自然と感想が口から漏れる。貴俊はわずかに口角を上げて微笑んだ。

控えめな笑みの美しさに見惚れたせいか、明花の顔が火照る。その頬を夜風が軽く撫でていく。

(少し空気が冷たいかな。春だけど、さすがに夜はまだ冷え込むよね)

昼間は四月にしては暖かな陽気だったが、夜になるにつれ気温がぐっと下がったようだ。

コース料理も終盤。あとはデザートを残すのみとなったそのとき、貴俊に耳打ちをされたスタッフがひざ掛けを明花に運んできた。


「こちらをお使いください」
「ありがとうございます」


差し出されたそれを遠慮なく受け取り、膝の上に広げる。


「貴俊さん、ありがとうございました」


軽く頭を下げると、貴俊はまばたきで返してよこした。きっと〝どういたしまして〟と伝えているのだろう。
貴俊の気遣いに、いつの間にか冷えていた足と心がほんのりとしたあたたかさに包まれる。

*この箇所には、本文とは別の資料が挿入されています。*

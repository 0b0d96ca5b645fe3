//! Turtle, N-Triples, RDF/XML and JSON-LD input.
//!
//! Parsing is delegated to `sophia_turtle`, `sophia_xml` and
//! `sophia_jsonld`; every parsed term is converted into the owned [`Term`]
//! model so the rest of the workspace never sees sophia types.

use std::fs::File;
use std::io::{BufRead, BufReader};
use std::path::Path;

use sophia_api::parser::QuadParser;
use sophia_api::quad::Quad as SophiaQuad;
use sophia_api::source::{QuadSource, TripleSource};
use sophia_api::term::{Term as SophiaTerm, TermKind};
use sophia_api::triple::Triple as SophiaTriple;
use sophia_jsonld::JsonLdParser;
use sophia_turtle::parser::{nt, turtle};

use crate::error::GraphError;
use crate::format::Format;
use crate::model::{Iri, Literal, Term, Triple};
use crate::store::Graph;

/// Reads and parses a graph file.
///
/// The file size is checked against `max_bytes` before anything is read.
/// When `format` is `None` it is detected from the file extension.
///
/// # Errors
///
/// Returns [`GraphError::Io`] if the file cannot be stat'ed or opened,
/// [`GraphError::TooLarge`] if it exceeds `max_bytes`, and
/// [`GraphError::Syntax`] / [`GraphError::UnsupportedTerm`] if it does not
/// parse into plain RDF triples.
pub fn parse_file(path: &Path, format: Option<Format>, max_bytes: u64) -> Result<Graph, GraphError> {
    guard_file_size(path, max_bytes)?;
    let format = format.unwrap_or_else(|| Format::from_path(path));
    let file = File::open(path).map_err(|source| GraphError::Io {
        path: path.to_path_buf(),
        source,
    })?;
    let reader = BufReader::new(file);
    let source_name = path.display().to_string();

    parse_reader(reader, format, &source_name)
}

/// Parses a graph from an in-memory string.
///
/// `source_name` labels the input in error messages.
///
/// # Errors
///
/// Returns [`GraphError::Syntax`] or [`GraphError::UnsupportedTerm`] if the
/// text does not parse into plain RDF triples.
pub fn parse_str(text: &str, format: Format, source_name: &str) -> Result<Graph, GraphError> {
    parse_reader(text.as_bytes(), format, source_name)
}

fn parse_reader<R: BufRead>(reader: R, format: Format, source_name: &str) -> Result<Graph, GraphError> {
    let mut collector = Collector::new(source_name);
    let outcome = match format {
        Format::Turtle => turtle::parse_bufread(reader)
            .for_each_triple(|t| collector.push(&t))
            .map_err(|e| e.to_string()),
        Format::NTriples => nt::parse_bufread(reader)
            .for_each_triple(|t| collector.push(&t))
            .map_err(|e| e.to_string()),
        Format::RdfXml => sophia_xml::parser::parse_bufread(reader)
            .for_each_triple(|t| collector.push(&t))
            .map_err(|e| e.to_string()),
        Format::JsonLd => JsonLdParser::new()
            .parse(reader)
            .for_each_quad(|q| collector.push_quad(&q))
            .map_err(|e| e.to_string()),
    };
    outcome.map_err(|message| GraphError::Syntax {
        source_name: source_name.to_owned(),
        message,
    })?;
    collector.finish()
}

/// Rejects files larger than `max_bytes`.
///
/// # Errors
///
/// Returns [`GraphError::Io`] if the file cannot be stat'ed and
/// [`GraphError::TooLarge`] if it is over the limit.
pub fn guard_file_size(path: &Path, max_bytes: u64) -> Result<(), GraphError> {
    let size = std::fs::metadata(path)
        .map_err(|source| GraphError::Io {
            path: path.to_path_buf(),
            source,
        })?
        .len();
    if size > max_bytes {
        return Err(GraphError::TooLarge {
            path: path.to_path_buf(),
            size,
            limit: max_bytes,
        });
    }
    Ok(())
}

/// Accumulates converted triples; the first conversion error wins.
struct Collector<'a> {
    source_name: &'a str,
    graph: Graph,
    error: Option<GraphError>,
}

impl<'a> Collector<'a> {
    fn new(source_name: &'a str) -> Self {
        Self {
            source_name,
            graph: Graph::new(),
            error: None,
        }
    }

    fn push<T: SophiaTriple>(&mut self, triple: &T) {
        self.push_terms(triple.s(), triple.p(), triple.o());
    }

    /// The graph name is dropped.
    fn push_quad<Q: SophiaQuad>(&mut self, quad: &Q) {
        self.push_terms(quad.s(), quad.p(), quad.o());
    }

    fn push_terms<T: SophiaTerm>(&mut self, s: T, p: T, o: T) {
        if self.error.is_some() {
            return;
        }
        let converted = convert_term(s, self.source_name).and_then(|s| {
            let p = convert_term(p, self.source_name)?;
            let o = convert_term(o, self.source_name)?;
            Triple::try_new(s, p, o)
        });
        match converted {
            Ok(t) => {
                self.graph.insert(t);
            }
            Err(e) => self.error = Some(e),
        }
    }

    fn finish(self) -> Result<Graph, GraphError> {
        match self.error {
            Some(e) => Err(e),
            None => Ok(self.graph),
        }
    }
}

fn convert_term<T: SophiaTerm>(term: T, source_name: &str) -> Result<Term, GraphError> {
    let unsupported = |kind: &str| GraphError::UnsupportedTerm {
        source_name: source_name.to_owned(),
        kind: kind.to_owned(),
    };
    match term.kind() {
        TermKind::Iri => term
            .iri()
            .map(|iri| Term::iri(iri.as_str()))
            .ok_or_else(|| unsupported("IRI without value")),
        TermKind::BlankNode => term
            .bnode_id()
            .map(|id| Term::blank(id.as_str()))
            .ok_or_else(|| unsupported("blank node without label")),
        TermKind::Literal => {
            let lexical = term
                .lexical_form()
                .ok_or_else(|| unsupported("literal without lexical form"))?;
            if let Some(lang) = term.language_tag() {
                return Ok(Literal::lang(&*lexical, lang.as_str()).into());
            }
            Ok(match term.datatype() {
                Some(dt) => Literal::typed(&*lexical, Iri::new(dt.as_str())).into(),
                None => Literal::simple(&*lexical).into(),
            })
        }
        TermKind::Triple => Err(unsupported("quoted triple (RDF-star)")),
        TermKind::Variable => Err(unsupported("variable")),
    }
}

(だけど、どうして貴俊さんは政略結婚なんて選んだのかな)

レストランに入るときのさり気ないエスコートといい、今のような気配りといい、彼ならいくらでも相手はいるだろう。それと同時に佳乃が言っていた、桜羽グループの御曹司は冷酷だという噂もいったいどこから出たのかと明花は不思議でならなかった。